> [Exercise objective]
Check every line of the entries for "cloned", and copy the lines that hold it.

> [Listed entries]
##############################

//! Host and interface administration, plus the audit log read.

use crate::{
    error::CoreError,
    inventory::{Inventory, NewInterface},
    model::{AuditEntry, Host, HostId, HostKind, Interface, InterfaceId},
    permission::{Action, Principal, Target, authorize},
};

/// Every host, ordered by id.
///
/// # Errors
///
/// [`CoreError::PermissionDenied`] for anonymous callers.
pub fn list_hosts(inventory: &Inventory, principal: Option<&Principal>) -> Result<Vec<Host>, CoreError> {
    authorize(principal, Action::ReadInventory, &Target::Inventory)?;
    Ok(inventory.snapshot().hosts.values().cloned().collect())
}

pub fn get_host(
    inventory: &Inventory,
    principal: Option<&Principal>,
    id: HostId,
) -> Result<Host, CoreError> {
    authorize(principal, Action::ReadInventory, &Target::Host(id))?;
    inventory
        .snapshot()
        .hosts
        .get(&id)
        .cloned()
        .ok_or_else(|| CoreError::NotFound(format!("Host {id}")))
}

/// Registers a new host in status NEW.
///
/// # Errors
///
/// [`CoreError::PermissionDenied`] for non-admins, [`CoreError::Validation`] for
/// an empty hostname, [`CoreError::Conflict`] for a taken one.
pub async fn create_host(
    inventory: &Inventory,
    principal: Option<&Principal>,
    hostname: &str,
    kind: HostKind,
) -> Result<Host, CoreError> {
    authorize(principal, Action::CreateHost, &Target::Inventory)?;
    inventory.create_host(hostname, kind).await
}

pub async fn delete_host(
    inventory: &Inventory,
    principal: Option<&Principal>,
    id: HostId,
) -> Result<Host, CoreError> {
    authorize(principal, Action::DeleteHost, &Target::Host(id))?;
    inventory.delete_host(id).await
}

pub async fn create_interface(
    inventory: &Inventory,
    principal: Option<&Principal>,
    new: NewInterface,
) -> Result<Interface, CoreError> {
    authorize(principal, Action::CreateInterface, &Target::Inventory)?;
    inventory.create_interface(new).await
}

/// Deletes an interface together with the address records assigned to it.
pub async fn delete_interface(
    inventory: &Inventory,
    principal: Option<&Principal>,
    id: InterfaceId,
) -> Result<Interface, CoreError> {
    authorize(principal, Action::DeleteInterface, &Target::Interface(id))?;
    inventory.delete_interface(id).await
}

/// The audit log, oldest first.
///
/// # Errors
///
/// [`CoreError::PermissionDenied`] for non-admins, or a storage failure.
pub async fn audit_log(
    inventory: &Inventory,
    principal: Option<&Principal>,
) -> Result<Vec<AuditEntry>, CoreError> {
    authorize(principal, Action::ReadAudit, &Target::Inventory)?;
    inventory.audit_entries().await
}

##############################

> [Response to the exercise]
    Ok(inventory.snapshot().hosts.values().cloned().collect())
        .cloned()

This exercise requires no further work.